[Extracted entries Boundary: Start]

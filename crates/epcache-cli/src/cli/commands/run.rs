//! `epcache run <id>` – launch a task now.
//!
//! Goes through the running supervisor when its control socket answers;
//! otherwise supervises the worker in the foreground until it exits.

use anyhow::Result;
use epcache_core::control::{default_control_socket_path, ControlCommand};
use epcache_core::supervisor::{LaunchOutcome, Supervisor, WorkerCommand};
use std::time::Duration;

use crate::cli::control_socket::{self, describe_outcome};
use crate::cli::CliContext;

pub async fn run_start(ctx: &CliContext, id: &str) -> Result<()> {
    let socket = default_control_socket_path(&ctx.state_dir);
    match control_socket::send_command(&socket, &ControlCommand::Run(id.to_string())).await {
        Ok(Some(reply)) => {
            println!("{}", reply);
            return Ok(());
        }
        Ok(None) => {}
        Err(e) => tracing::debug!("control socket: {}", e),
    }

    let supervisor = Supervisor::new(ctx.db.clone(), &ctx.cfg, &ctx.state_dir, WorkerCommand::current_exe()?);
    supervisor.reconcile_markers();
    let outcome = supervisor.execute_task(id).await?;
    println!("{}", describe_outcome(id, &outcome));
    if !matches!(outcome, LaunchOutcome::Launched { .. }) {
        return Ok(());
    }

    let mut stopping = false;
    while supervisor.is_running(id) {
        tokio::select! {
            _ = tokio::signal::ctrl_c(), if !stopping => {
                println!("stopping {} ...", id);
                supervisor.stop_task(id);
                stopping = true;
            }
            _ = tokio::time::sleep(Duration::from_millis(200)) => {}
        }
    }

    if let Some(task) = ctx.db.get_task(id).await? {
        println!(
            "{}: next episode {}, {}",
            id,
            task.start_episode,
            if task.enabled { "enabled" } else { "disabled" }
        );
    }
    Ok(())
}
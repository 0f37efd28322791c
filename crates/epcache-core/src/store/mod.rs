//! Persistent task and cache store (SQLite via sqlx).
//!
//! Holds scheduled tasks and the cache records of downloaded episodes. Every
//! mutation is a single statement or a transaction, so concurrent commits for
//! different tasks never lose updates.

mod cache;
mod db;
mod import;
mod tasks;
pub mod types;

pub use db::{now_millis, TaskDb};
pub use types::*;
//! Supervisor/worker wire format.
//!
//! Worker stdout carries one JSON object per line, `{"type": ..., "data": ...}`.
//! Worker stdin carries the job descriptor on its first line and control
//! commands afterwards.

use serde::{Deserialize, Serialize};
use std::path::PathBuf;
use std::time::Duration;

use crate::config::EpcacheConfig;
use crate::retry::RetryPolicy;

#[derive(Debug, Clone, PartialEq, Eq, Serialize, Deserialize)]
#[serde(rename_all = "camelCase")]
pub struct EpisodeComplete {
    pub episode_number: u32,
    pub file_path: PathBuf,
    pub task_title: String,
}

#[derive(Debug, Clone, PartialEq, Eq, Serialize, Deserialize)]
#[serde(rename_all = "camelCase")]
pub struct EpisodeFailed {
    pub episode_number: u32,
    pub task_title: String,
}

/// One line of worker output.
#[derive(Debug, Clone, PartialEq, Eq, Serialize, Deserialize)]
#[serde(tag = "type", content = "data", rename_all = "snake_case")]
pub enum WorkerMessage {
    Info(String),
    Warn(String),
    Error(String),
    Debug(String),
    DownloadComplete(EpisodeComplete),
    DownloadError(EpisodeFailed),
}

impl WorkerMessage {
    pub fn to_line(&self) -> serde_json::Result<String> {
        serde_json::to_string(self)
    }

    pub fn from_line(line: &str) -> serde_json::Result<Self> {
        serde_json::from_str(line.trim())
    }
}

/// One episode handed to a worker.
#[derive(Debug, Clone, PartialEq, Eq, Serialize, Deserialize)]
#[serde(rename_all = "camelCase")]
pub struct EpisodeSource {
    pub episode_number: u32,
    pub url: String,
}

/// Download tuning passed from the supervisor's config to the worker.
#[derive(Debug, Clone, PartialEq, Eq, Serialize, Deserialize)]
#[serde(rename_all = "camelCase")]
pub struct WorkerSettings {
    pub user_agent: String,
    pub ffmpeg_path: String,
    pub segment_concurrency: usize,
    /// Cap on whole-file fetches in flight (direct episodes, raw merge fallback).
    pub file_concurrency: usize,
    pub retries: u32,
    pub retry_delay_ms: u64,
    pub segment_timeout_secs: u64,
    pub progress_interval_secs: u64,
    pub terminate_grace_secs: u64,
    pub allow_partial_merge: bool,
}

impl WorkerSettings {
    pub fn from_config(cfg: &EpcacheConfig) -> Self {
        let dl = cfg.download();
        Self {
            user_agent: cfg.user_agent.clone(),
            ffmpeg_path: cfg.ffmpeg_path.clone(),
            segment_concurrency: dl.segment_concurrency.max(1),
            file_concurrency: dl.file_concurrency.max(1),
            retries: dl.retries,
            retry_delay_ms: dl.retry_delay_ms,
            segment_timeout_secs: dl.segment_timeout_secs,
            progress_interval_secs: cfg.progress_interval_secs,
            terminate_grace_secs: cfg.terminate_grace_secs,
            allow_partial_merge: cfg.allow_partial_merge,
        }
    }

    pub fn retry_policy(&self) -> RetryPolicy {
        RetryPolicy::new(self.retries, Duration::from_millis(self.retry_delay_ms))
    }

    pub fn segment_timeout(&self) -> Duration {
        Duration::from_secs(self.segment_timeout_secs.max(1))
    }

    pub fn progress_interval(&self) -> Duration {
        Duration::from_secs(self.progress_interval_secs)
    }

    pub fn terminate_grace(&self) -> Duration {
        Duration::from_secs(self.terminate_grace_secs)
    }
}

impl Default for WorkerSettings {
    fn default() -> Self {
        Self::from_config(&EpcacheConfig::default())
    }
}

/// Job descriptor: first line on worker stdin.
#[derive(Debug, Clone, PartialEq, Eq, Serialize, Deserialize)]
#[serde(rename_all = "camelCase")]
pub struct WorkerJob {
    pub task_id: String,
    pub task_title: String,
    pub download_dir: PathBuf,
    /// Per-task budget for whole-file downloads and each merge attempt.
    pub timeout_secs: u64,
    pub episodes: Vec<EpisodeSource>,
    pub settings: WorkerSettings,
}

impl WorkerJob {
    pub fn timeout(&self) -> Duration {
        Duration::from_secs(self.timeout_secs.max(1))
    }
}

[Extracted entries Boundary: End]

◆ Problem details: A complete answer gives every line of the records holding "RetryPolicy".

◆ Result below:
use crate::retry::RetryPolicy;
    pub fn retry_policy(&self) -> RetryPolicy {
        RetryPolicy::new(self.retries, Duration::from_millis(self.retry_delay_ms))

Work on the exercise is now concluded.